If a line in the entries below includes "None", show that line.

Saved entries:
____

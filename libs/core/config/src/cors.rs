use crate::{ConfigError, FromEnv};

/// Allowed CORS origins.
///
/// Read from the comma-separated `CORS_ALLOWED_ORIGIN` variable. An unset or
/// blank variable yields an empty list, which means no CORS layer is installed.
#[derive(Clone, Debug, Default, PartialEq, Eq)]
pub struct CorsConfig {
    pub allowed_origins: Vec<String>,
}

impl CorsConfig {
    pub fn is_enabled(&self) -> bool {
        !self.allowed_origins.is_empty()
    }

    fn parse(raw: &str) -> Vec<String> {
        raw.split(',')
            .map(str::trim)
            .filter(|s| !s.is_empty())
            .map(str::to_string)
            .collect()
    }
}

impl FromEnv for CorsConfig {
    fn from_env() -> Result<Self, ConfigError> {
        let allowed_origins = std::env::var("CORS_ALLOWED_ORIGIN")
            .map(|raw| Self::parse(&raw))
            .unwrap_or_default();

        Ok(Self { allowed_origins })
    }
}
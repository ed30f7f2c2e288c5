use axum_helpers::AppError;
use mongodb::error::{ErrorKind, WriteFailure};
use thiserror::Error;

use crate::models::EMAIL_INDEX;

pub const EMAIL_ALREADY_REGISTERED: &str = "E-mail already registered";
pub const DUPLICATE_KEY: &str = "Duplicate key exception";

/// Server error code for a unique index violation.
const DUPLICATE_KEY_CODE: i32 = 11000;

#[derive(Debug, Error)]
pub enum UserError {
    #[error("Object not found. Id: {0}, Type: User")]
    NotFound(String),

    /// A unique index rejected the write. `index` is the violated index name
    /// when the store reports one.
    #[error("Duplicate key on index {}", .index.as_deref().unwrap_or("<unknown>"))]
    DuplicateKey { index: Option<String> },

    #[error("Database error: {0}")]
    Database(String),
}

pub type UserResult<T> = Result<T, UserError>;

impl UserError {
    pub fn duplicate_on(index: impl Into<String>) -> Self {
        UserError::DuplicateKey {
            index: Some(index.into()),
        }
    }
}

/// Convert UserError to AppError for standardized error responses
impl From<UserError> for AppError {
    fn from(err: UserError) -> Self {
        match err {
            UserError::NotFound(_) => AppError::NotFound(err.to_string()),
            UserError::DuplicateKey { index } if index.as_deref() == Some(EMAIL_INDEX) => {
                AppError::BadRequest(EMAIL_ALREADY_REGISTERED.to_string())
            }
            UserError::DuplicateKey { .. } => AppError::BadRequest(DUPLICATE_KEY.to_string()),
            UserError::Database(msg) => AppError::InternalServerError(msg),
        }
    }
}

impl From<mongodb::error::Error> for UserError {
    fn from(err: mongodb::error::Error) -> Self {
        let duplicate = match err.kind.as_ref() {
            ErrorKind::Write(WriteFailure::WriteError(e)) if e.code == DUPLICATE_KEY_CODE => {
                Some(&e.message)
            }
            ErrorKind::Command(e) if e.code == DUPLICATE_KEY_CODE => Some(&e.message),
            _ => None,
        };

        match duplicate {
            Some(message) => UserError::DuplicateKey {
                index: violated_index(message),
            },
            None => UserError::Database(err.to_string()),
        }
    }
}

/// Index name from a server message such as
/// `E11000 duplicate key error collection: db.users index: users_email_unique dup key: { ... }`.
fn violated_index(message: &str) -> Option<String> {
    let (_, rest) = message.split_once("index: ")?;
    rest.split_whitespace().next().map(str::to_string)
}
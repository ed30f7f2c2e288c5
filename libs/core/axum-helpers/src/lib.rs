//! # Axum Helpers
//!
//! Shared building blocks for the HTTP services in this workspace.
//!
//! - **[`server`]**: router assembly with OpenAPI docs, health endpoints, graceful shutdown
//! - **[`http`]**: CORS and security header middleware
//! - **[`errors`]**: the JSON error bodies every endpoint returns
//! - **[`extractors`]**: request extractors ([`ValidatedJson`], [`IdPath`])
//! - **[`validation`]**: rule helpers for [`ValidateFields`] implementations
//!
//! ## Quick Start
//!
//! ```ignore
//! use axum_helpers::server::{create_production_app, create_router, health_router};
//! use core_config::{app_info, cors::CorsConfig, server::ServerConfig};
//! use utoipa::OpenApi;
//!
//! #[derive(OpenApi)]
//! #[openapi(paths())]
//! struct ApiDoc;
//!
//! let routes = api_routes.merge(health_router(app_info!()));
//! let router = create_router::<ApiDoc>(routes, &CorsConfig::default())?;
//! create_production_app(router, &ServerConfig::default(), async {}).await?;
//! ```

pub mod errors;
pub mod extractors;
pub mod http;
pub mod server;
pub mod validation;

pub use server::{
    HealthCheckFuture, HealthResponse, ShutdownCoordinator, create_production_app, create_router,
    health_router, run_health_checks, shutdown_signal,
};

pub use http::{create_cors_layer, security_headers};

pub use errors::{
    ApiError, AppError, FieldError, ResultExt, StandardError, ValidationError, messages,
};

pub use extractors::{IdPath, ValidateFields, ValidatedJson};

pub use validation::{FieldErrors, rules};
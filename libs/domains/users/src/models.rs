use serde::{Deserialize, Serialize};
use utoipa::ToSchema;

/// Name of the unique index on `users.email`.
pub const EMAIL_INDEX: &str = "users_email_unique";

/// Stored user record.
///
/// `id` is `None` until the store assigns one on first save and never changes
/// afterwards.
#[derive(Debug, Clone, PartialEq, Eq)]
pub struct User {
    pub id: Option<String>,
    pub name: String,
    pub email: String,
    pub password: String,
}

/// Body of `POST /users` and `PATCH /users/{id}`.
///
/// Every field is optional on the wire so that missing or `null` values are
/// reported as field errors instead of a decoding failure.
#[derive(Debug, Clone, Default, PartialEq, Eq, Serialize, Deserialize, ToSchema)]
#[schema(example = json!({
    "name": "usuario",
    "email": "usuario@email.com",
    "password": "usuario123"
}))]
pub struct UserRequest {
    /// 3 to 50 characters, no leading or trailing whitespace
    pub name: Option<String>,
    /// Valid address, unique across users
    pub email: Option<String>,
    pub password: Option<String>,
}

impl UserRequest {
    pub fn new(
        name: impl Into<String>,
        email: impl Into<String>,
        password: impl Into<String>,
    ) -> Self {
        Self {
            name: Some(name.into()),
            email: Some(email.into()),
            password: Some(password.into()),
        }
    }
}

/// User as returned by the API.
#[derive(Debug, Clone, PartialEq, Eq, Serialize, Deserialize, ToSchema)]
#[schema(example = json!({
    "id": "6565f1c3a1b2c3d4e5f60718",
    "name": "usuario",
    "email": "usuario@email.com",
    "password": "usuario123"
}))]
pub struct UserResponse {
    pub id: String,
    pub name: String,
    pub email: String,
    pub password: String,
}
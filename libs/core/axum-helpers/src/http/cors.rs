use axum::http::{HeaderValue, Method, header};
use core_config::cors::CorsConfig;
use std::io;
use std::time::Duration;
use tower_http::cors::{AllowOrigin, CorsLayer};
use tracing::info;

/// Builds a CORS layer from the configured origins.
///
/// Returns `Ok(None)` when no origins are configured. Origins that are not
/// valid header values are rejected with [`io::ErrorKind::InvalidInput`].
pub fn create_cors_layer(config: &CorsConfig) -> io::Result<Option<CorsLayer>> {
    if !config.is_enabled() {
        return Ok(None);
    }

    let origins = config
        .allowed_origins
        .iter()
        .map(|origin| origin.parse::<HeaderValue>())
        .collect::<Result<Vec<_>, _>>()
        .map_err(|e| {
            io::Error::new(
                io::ErrorKind::InvalidInput,
                format!("Invalid CORS_ALLOWED_ORIGIN value: {}", e),
            )
        })?;

    info!(origins = ?config.allowed_origins, "CORS configured");

    let layer = CorsLayer::new()
        .allow_origin(AllowOrigin::list(origins))
        .allow_methods([
            Method::GET,
            Method::POST,
            Method::PATCH,
            Method::DELETE,
            Method::OPTIONS,
        ])
        .allow_headers([header::CONTENT_TYPE, header::ACCEPT])
        .max_age(Duration::from_secs(3600));

    Ok(Some(layer))
}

____

RESPONSE TO THE TASK:
            _ => None,
            None => UserError::Database(err.to_string()),
/// `id` is `None` until the store assigns one on first save and never changes
/// Returns `Ok(None)` when no origins are configured. Origins that are not
        return Ok(None);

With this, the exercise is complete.